One of the challenges facing utilities and telecommunications firms worldwide is an inefficient paper-based process for managing engineering design information. The challenges associated with a paper-based information flow includes poor data quality, low productivity, multiple versions of similar information, and limited access to critical engineering information within the organization. I've blogged about this
recentlyand several times in the past, for example,
2006 and
2009.

In this guest blog Teresa Elliott,
Utility Industry Marketing Manager at Autodesk, introduces an article
in
Municipal Sewer & Water, that describes how the
St Paul, Minnesota, Department of Public Works began the process of converting their paper-based system to an electronic underground infrastructure management system.

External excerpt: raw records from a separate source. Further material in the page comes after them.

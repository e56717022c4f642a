//! # Content Fetcher
//!
//! Materializes job items the server prepared for this device: the local
//! record, the media body, artwork and subtitles.
//!
//! ## Workflow (per job item)
//!
//! 1. Create the local record (an existing record for the same identity is
//!    reused, never duplicated)
//! 2. Download the media body and persist the completed path
//! 3. Download artwork for the fixed image slots (see [`images`])
//! 4. Download subtitle files (see [`subtitles`])
//! 5. Report the transfer as complete
//!
//! Job items are processed strictly one after another so at most one download
//! is in flight. A failing job item is logged and skipped; the phase itself
//! fails only if the ready-item listing cannot be fetched.

mod images;
mod subtitles;

pub use images::{image_slots, ImageSlot};
pub use subtitles::{find_subtitle_stream, MissingStreamPolicy};

use crate::run::FetchSummary;
use crate::{Result, SyncError};
use bridge_traits::error::Result as BridgeResult;
use bridge_traits::{
    LibraryItem, LocalItem, MediaServerClient, OfflineStore, ServerTarget, SyncJobItem,
};
use core_runtime::logging::{redact_url, strip_path};
use std::future::Future;
use std::sync::Arc;
use std::time::Duration;
use tracing::{debug, error, info, instrument};

pub struct ContentFetcher {
    client: Arc<dyn MediaServerClient>,
    store: Arc<dyn OfflineStore>,
    download_timeout: Duration,
    missing_stream_policy: MissingStreamPolicy,
}

impl ContentFetcher {
    pub fn new(
        client: Arc<dyn MediaServerClient>,
        store: Arc<dyn OfflineStore>,
        download_timeout: Duration,
        missing_stream_policy: MissingStreamPolicy,
    ) -> Self {
        Self {
            client,
            store,
            download_timeout,
            missing_stream_policy,
        }
    }

    /// Transfer every job item that is ready for this device.
    #[instrument(skip(self, target), fields(server_id = %target.server_id))]
    pub async fn fetch_new_content(&self, target: &ServerTarget) -> Result<FetchSummary> {
        let device_id = self.client.device_id();
        let job_items = self
            .client
            .list_ready_sync_items(&device_id)
            .await
            .map_err(SyncError::transport("list_ready_sync_items"))?;

        info!(count = job_items.len(), "Ready job items received");

        let mut summary = FetchSummary::default();
        for job_item in &job_items {
            match self.transfer_job_item(target, job_item).await {
                Ok(()) => summary.items_transferred += 1,
                Err(e) => {
                    error!(
                        job_item_id = %job_item.sync_job_item_id,
                        item_id = %job_item.item.id,
                        error = %e,
                        "Failed to transfer job item"
                    );
                    summary.items_failed += 1;
                }
            }
        }

        Ok(summary)
    }

    #[instrument(
        skip_all,
        fields(job_item_id = %job_item.sync_job_item_id, item_id = %job_item.item.id)
    )]
    async fn transfer_job_item(&self, target: &ServerTarget, job_item: &SyncJobItem) -> Result<()> {
        let mut local_item = self.create_local_item(target, job_item).await?;

        self.download_media(job_item, &mut local_item).await?;
        self.download_images(&target.server_id, &local_item).await;
        self.download_subtitles(job_item, &mut local_item).await?;

        self.client
            .report_transfer_complete(&job_item.sync_job_item_id)
            .await
            .map_err(SyncError::transport("report_transfer_complete"))?;

        info!("Job item transferred");
        Ok(())
    }

    async fn create_local_item(
        &self,
        target: &ServerTarget,
        job_item: &SyncJobItem,
    ) -> Result<LocalItem> {
        let existing = self
            .store
            .get_local_item(&target.server_id, &job_item.item.id)
            .await
            .map_err(SyncError::storage("get_local_item"))?;

        if let Some(mut local_item) = existing {
            debug!("Reusing existing local item");
            let mut refreshed = job_item.item.clone();
            carry_over_stream_paths(&local_item.item, &mut refreshed);
            local_item.item = refreshed;
            return Ok(local_item);
        }

        self.store
            .create_local_item(
                &job_item.item,
                &target.server_id,
                job_item.original_file_name.as_deref(),
            )
            .await
            .map_err(SyncError::storage("create_local_item"))
    }

    async fn download_media(&self, job_item: &SyncJobItem, local_item: &mut LocalItem) -> Result<()> {
        let url = self.client.media_file_url(&job_item.sync_job_item_id);
        debug!(url = %redact_url(&url), "Downloading media body");

        let path = self
            .with_download_timeout("download_file", self.store.download_file(&url, local_item))
            .await?;

        debug!(file = %strip_path(&path), "Media body stored");
        local_item.local_path = Some(path);

        self.store
            .add_or_update_local_item(local_item)
            .await
            .map_err(SyncError::storage("add_or_update_local_item"))
    }

    /// Bound one download by the configured timeout; expiry counts as a
    /// transport failure of that download.
    async fn with_download_timeout<T, F>(&self, operation: &'static str, download: F) -> Result<T>
    where
        F: Future<Output = BridgeResult<T>>,
    {
        match tokio::time::timeout(self.download_timeout, download).await {
            Ok(result) => result.map_err(SyncError::transport(operation)),
            Err(_) => Err(SyncError::Timeout {
                operation: operation.to_string(),
                seconds: self.download_timeout.as_secs(),
            }),
        }
    }
}

/// Keep subtitle paths recorded by an earlier transfer when the server's
/// metadata replaces the stored copy. Streams are matched by type and index
/// within the first media source; a path the server already sends wins.
fn carry_over_stream_paths(previous: &LibraryItem, refreshed: &mut LibraryItem) {
    let (Some(old_source), Some(new_source)) =
        (previous.media_sources.first(), refreshed.media_sources.first_mut())
    else {
        return;
    };

    for stream in new_source.media_streams.iter_mut().filter(|s| s.path.is_none()) {
        stream.path = old_source
            .media_streams
            .iter()
            .find(|old| old.stream_type == stream.stream_type && old.index == stream.index)
            .and_then(|old| old.path.clone());
    }
}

"St Paul Department of Public Works is a proactive and diverse community-based city department that through creative partnerships, effective tools and technology, provides a livable community for 287,000 residents. St. Paul DPW faces challenges typical to many wastewater utilities, such as how to effectively rehab their aging infrastructure, coordinate with other departments, and manage the data associated with this effort. In the
May publication of Municipal Sewer & Water, St. Paul’s article, Pushing Out Paper (page 22), you will learn more about St. Paul DPW, their challenges and initiatives, and how they are using Autodesk technology (AutoCAD® Map 3D, Autodesk MapGuide®, Autodesk® Topobase™) and Oracle® database to convert 100 years of paper-based maps to an all-electronic system for recording data on its underground infrastructure to more effectively design and manage their sewer and storm water assets."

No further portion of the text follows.